Poseidon's Wake is a science fiction novel by Welsh author Alastair Reynolds. It forms the conclusion of Reynolds' Poseidon's Children future history trilogy, which follows the expansion of humanity and its transhuman descendants into the galaxy over the course of many centuries. Poseidon's Wake follows Blue Remembered Earth (2012) and On the Steel Breeze (2013), and was published by Gollancz on 30 April 2015.

==Background==
Reynolds submitted the manuscript of Poseidon's Wake to Gollancz in October 2014, and completed his editorial revisions in November 2014. Gollancz released the novel's cover art and announced its print and digital release date in January 2015.

==Plot introduction==
Poseidon's Wake is a loose sequel to Reynolds' 2013 novel On the Steel Breeze, featuring numerous recurring characters, but can also be considered a stand-alone story. Set in the distant future, after humans have travelled to other stars and encountered mysterious robotic aliens known as Watchkeepers, the novel depicts an expedition by interstellar colonists to a mysterious solar system which contains an ancient and devastating secret.

==Reception==
Erlingur Einarsson of SciFiNow gave Poseidon's Wake a highly favourable review, describing it as "grand, involving and full of light and wonder" and naming it "one of the best sci-fi novels of the year", while acknowledging that it was more slow-paced than other science fiction works.
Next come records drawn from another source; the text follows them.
use crate::directive::{InsertMap, Key, NOTICE_CLOSE};
use crate::frontmatter::{self, Format};
use crate::graph::{Message, Role};
use chrono::{DateTime, FixedOffset, SecondsFormat};
use eyre::Result;
use serde_yaml::{Mapping, Value};
use std::collections::BTreeSet;
use tracing::{debug, info, warn};

pub const TIP_OPEN: &str = "{{< notice tip >}}";

const SKIP_ID: &str = "skip_id";
const SKIP_N: &str = "skip_n";
const HISTORY: &str = "history";
const AUTHORS_ADD: &str = "authors_add";
const AUTHORS: &str = "authors";

// ---------------------------------------------------------------------------
// Conversation-level fields
// ---------------------------------------------------------------------------

/// Everything about a conversation that is computed rather than recovered
/// from a previous document.
#[derive(Debug, Clone, PartialEq)]
pub struct ConversationFields {
    pub id: String,
    pub title: String,
    pub authors: Vec<String>,
    pub date: DateTime<FixedOffset>,
    pub slug: String,
}

impl ConversationFields {
    pub fn new(id: &str, title: &str, models: &[String], date: DateTime<FixedOffset>) -> Self {
        let title = title.trim().to_string();
        let slug = derive_slug(&title, id);
        let mut authors = Vec::new();
        for model in models {
            let name = participant(model);
            if !name.is_empty() && !authors.contains(&name) {
                authors.push(name);
            }
        }
        Self {
            id: id.to_string(),
            title,
            authors,
            date,
            slug,
        }
    }

    /// `YYYY-MM`, the directory a post is filed under.
    pub fn month_dir(&self) -> String {
        self.date.format("%Y-%m").to_string()
    }

    /// `YYYY-MM-DD-<slug>.md`
    pub fn file_name(&self) -> String {
        format!("{}-{}.md", self.date.format("%Y-%m-%d"), self.slug)
    }

    fn computed_metadata(&self) -> Mapping {
        let mut m = Mapping::new();
        m.insert("draft".into(), false.into());
        m.insert("title".into(), self.title.clone().into());
        m.insert(AUTHORS.into(), string_seq(&self.authors));
        m.insert("id".into(), self.id.clone().into());
        m.insert("slug".into(), self.slug.clone().into());
        m.insert(
            "date".into(),
            self.date.to_rfc3339_opts(SecondsFormat::AutoSi, false).into(),
        );
        m
    }
}

/// Model ids look like `provider/name:tag`; the author is `name`.
pub fn participant(model: &str) -> String {
    let base = model.rsplit('/').next().unwrap_or(model);
    base.split(':').next().unwrap_or(base).trim().to_string()
}

/// Hyphenated name of the first emoji in `title`, else `fallback`.
pub fn derive_slug(title: &str, fallback: &str) -> String {
    let mut buf = [0u8; 4];
    for c in title.chars() {
        if let Some(emoji) = emojis::get(c.encode_utf8(&mut buf)) {
            let slug = slug::slugify(emoji.name());
            if !slug.is_empty() {
                debug!(title, slug = %slug, "slug from emoji");
                return slug;
            }
        }
    }
    info!(title, fallback, "no emoji in title, using id as slug");
    fallback.to_string()
}

// ---------------------------------------------------------------------------
// Reserved metadata
// ---------------------------------------------------------------------------

/// Messages to leave out of the rendered body.
#[derive(Debug, Clone, Default, PartialEq, Eq)]
pub struct SkipFilter {
    pub ids: BTreeSet<String>,
    pub positions: BTreeSet<i64>,
}

impl SkipFilter {
    pub fn skips(&self, idx: i64, id: &str) -> bool {
        self.positions.contains(&idx) || self.ids.contains(id)
    }
}

/// Controller state recovered from a previous document's front matter.
#[derive(Debug, Clone, Default, PartialEq, Eq)]
pub struct Reserved {
    pub skip: SkipFilter,
    /// Ids the selected history path must contain.
    pub history: BTreeSet<String>,
    pub authors_add: Vec<String>,
}

/// Pull the reserved keys out of `metadata`. `skip_id` and `skip_n` are
/// consumed; `history` and `authors_add` stay in the returned mapping.
pub fn split_reserved(mut metadata: Mapping) -> (Mapping, Reserved) {
    let skip = SkipFilter {
        ids: metadata
            .remove(SKIP_ID)
            .map(|v| strings(SKIP_ID, &v))
            .unwrap_or_default()
            .into_iter()
            .collect(),
        positions: metadata
            .remove(SKIP_N)
            .map(|v| integers(SKIP_N, &v))
            .unwrap_or_default()
            .into_iter()
            .collect(),
    };
    let history = metadata
        .get(HISTORY)
        .map(|v| strings(HISTORY, v))
        .unwrap_or_default()
        .into_iter()
        .collect();
    let authors_add = metadata
        .get(AUTHORS_ADD)
        .map(|v| strings(AUTHORS_ADD, v))
        .unwrap_or_default();
    (
        metadata,
        Reserved {
            skip,
            history,
            authors_add,
        },
    )
}

fn scalar_string(v: &Value) -> Option<String> {
    match v {
        Value::String(s) => Some(s.clone()),
        Value::Number(n) => Some(n.to_string()),
        _ => None,
    }
}

fn strings(key: &str, v: &Value) -> Vec<String> {
    match v {
        Value::Sequence(items) => items
            .iter()
            .filter_map(|item| {
                let s = scalar_string(item);
                if s.is_none() {
                    warn!(key, ?item, "ignoring non-scalar list entry");
                }
                s
            })
            .collect(),
        Value::Null => Vec::new(),
        other => scalar_string(other).into_iter().collect(),
    }
}

fn integers(key: &str, v: &Value) -> Vec<i64> {
    strings(key, v)
        .into_iter()
        .filter_map(|s| match s.trim().parse::<i64>() {
            Ok(n) => Some(n),
            Err(_) => {
                warn!(key, value = %s, "ignoring non-integer position");
                None
            }
        })
        .collect()
}

fn string_seq(items: &[String]) -> Value {
    Value::Sequence(items.iter().cloned().map(Value::String).collect())
}

// ---------------------------------------------------------------------------
// Metadata merge
// ---------------------------------------------------------------------------

/// Where a front-matter value can come from.
#[derive(Debug, Clone, Copy, PartialEq, Eq)]
pub enum Source {
    /// Derived from the conversation itself.
    Computed,
    /// Configured defaults for posts that have no annotation file yet.
    Seed,
    /// Recovered from the annotation file.
    Prior,
}

#[derive(Debug, Clone, Copy, PartialEq, Eq)]
pub enum Rule {
    /// Copy every key of the source over what is already there.
    Overlay(Source),
    /// `authors` = computed participants, then `authors_add`, deduplicated.
    AuthorsUnion,
}

/// Applied in order; later rules win.
pub const MERGE_RULES: [Rule; 4] = [
    Rule::Overlay(Source::Computed),
    Rule::Overlay(Source::Seed),
    Rule::Overlay(Source::Prior),
    Rule::AuthorsUnion,
];

/// The inputs of a metadata merge, one per [`Source`].
#[derive(Debug, Clone, Default)]
pub struct MetadataSources {
    pub computed: Mapping,
    pub seed: Option<Mapping>,
    pub prior: Option<Mapping>,
    pub computed_authors: Vec<String>,
    pub authors_add: Vec<String>,
}

impl MetadataSources {
    fn layer(&self, source: Source) -> Option<&Mapping> {
        match source {
            Source::Computed => Some(&self.computed),
            Source::Seed => self.seed.as_ref(),
            Source::Prior => self.prior.as_ref(),
        }
    }

    pub fn merge(&self) -> Mapping {
        let mut out = Mapping::new();
        for rule in MERGE_RULES {
            match rule {
                Rule::Overlay(source) => {
                    if let Some(layer) = self.layer(source) {
                        for (k, v) in layer {
                            out.insert(k.clone(), v.clone());
                        }
                    }
                }
                Rule::AuthorsUnion => {
                    if let Some(edited) = self.discarded_authors() {
                        warn!(?edited, "annotation authors replaced, use authors_add instead");
                    }
                    out.insert(AUTHORS.into(), string_seq(&self.authors()));
                }
            }
        }
        out
    }

    /// Computed participants, then `authors_add`, deduplicated.
    pub fn authors(&self) -> Vec<String> {
        let mut authors = self.computed_authors.clone();
        for extra in &self.authors_add {
            if !authors.contains(extra) {
                authors.push(extra.clone());
            }
        }
        authors
    }

    /// A prior `authors` value that the union replaces.
    pub fn discarded_authors(&self) -> Option<&Value> {
        self.prior
            .as_ref()
            .and_then(|p| p.get(AUTHORS))
            .filter(|v| **v != string_seq(&self.authors()))
    }

    /// The rule that decides the final value of `key`, if any.
    pub fn origin(&self, key: &str) -> Option<Rule> {
        MERGE_RULES.into_iter().rev().find(|rule| match rule {
            Rule::Overlay(source) => self.layer(*source).is_some_and(|l| l.contains_key(key)),
            Rule::AuthorsUnion => key == AUTHORS,
        })
    }
}

// ---------------------------------------------------------------------------
// Body
// ---------------------------------------------------------------------------

fn emit(body: &mut Vec<String>, inserts: &mut InsertMap, key: Key) {
    if let Some(block) = inserts.take(&key) {
        debug!(%key, lines = block.len(), "splicing annotation");
        body.extend(block);
    }
}

/// Interleave `messages` with the annotation blocks in `inserts`.
///
/// Slot order: `head`, `first`, then per message its index and its id
/// followed by the message, then `len`, `-1`, `tail`, `last`. Blocks left
/// over once every slot is visited are reported and dropped.
pub fn render_body(messages: &[Message], mut inserts: InsertMap, skip: &SkipFilter) -> Vec<String> {
    let mut body = Vec::new();
    emit(&mut body, &mut inserts, Key::token("head"));
    emit(&mut body, &mut inserts, Key::token("first"));

    for (idx, msg) in messages.iter().enumerate() {
        let idx = idx as i64;
        let Some(id) = msg.id() else {
            warn!(idx, "message has no id, dropped");
            continue;
        };
        if skip.skips(idx, id) {
            debug!(idx, id, "message skipped");
            for key in [Key::Index(idx), Key::token(id)] {
                if inserts.take(&key).is_some() {
                    debug!(%key, "annotation for skipped message suppressed");
                }
            }
            continue;
        }

        emit(&mut body, &mut inserts, Key::Index(idx));
        emit(&mut body, &mut inserts, Key::token(id));
        match (msg.role, msg.content.as_deref()) {
            (Role::Other, _) => debug!(idx, id, "non-chat role, not rendered"),
            (_, None) => warn!(idx, id, "message has no content, dropped"),
            (Role::User, Some(text)) => {
                body.push(TIP_OPEN.to_string());
                body.extend(text.lines().map(String::from));
                body.push(NOTICE_CLOSE.to_string());
                body.push(String::new());
            }
            (Role::Assistant, Some(text)) => {
                body.extend(text.lines().map(String::from));
                body.push(String::new());
            }
        }
    }

    emit(&mut body, &mut inserts, Key::Index(messages.len() as i64));
    emit(&mut body, &mut inserts, Key::Index(-1));
    emit(&mut body, &mut inserts, Key::token("tail"));
    emit(&mut body, &mut inserts, Key::token("last"));

    for key in inserts.keys() {
        warn!(%key, "annotation block matches no slot, dropped");
    }
    body
}

// ---------------------------------------------------------------------------
// Document
// ---------------------------------------------------------------------------

#[derive(Debug, Clone, PartialEq)]
pub struct RenderedDocument {
    pub metadata: Mapping,
    pub body: Vec<String>,
}

impl RenderedDocument {
    pub fn to_text(&self, format: Format) -> Result<String> {
        frontmatter::render(&self.metadata, &self.body, format)
    }
}

/// Build the output document for one conversation.
///
/// `prior` is the retained metadata of the annotation file (reserved keys
/// already split off) or `None` when there is no annotation file, in which
/// case `seed` supplies the defaults.
pub fn assemble(
    fields: &ConversationFields,
    messages: &[Message],
    inserts: InsertMap,
    reserved: &Reserved,
    prior: Option<Mapping>,
    seed: &Mapping,
) -> RenderedDocument {
    let sources = MetadataSources {
        computed: fields.computed_metadata(),
        seed: prior.is_none().then(|| seed.clone()),
        prior,
        computed_authors: fields.authors.clone(),
        authors_add: reserved.authors_add.clone(),
    };
    RenderedDocument {
        metadata: sources.merge(),
        body: render_body(messages, inserts, &reserved.skip),
    }
}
Eric Brown of The Guardian also reviewed the novel favourably, calling it "a well-paced, complex story replete with intrigue, invention and an optimism uncommon in contemporary SF". Mark Diston of The Register was far more critical of the novel, describing it as "pedestrian, long-winded and ineffective" and saying that Reynolds' characters lack "life [and] humour".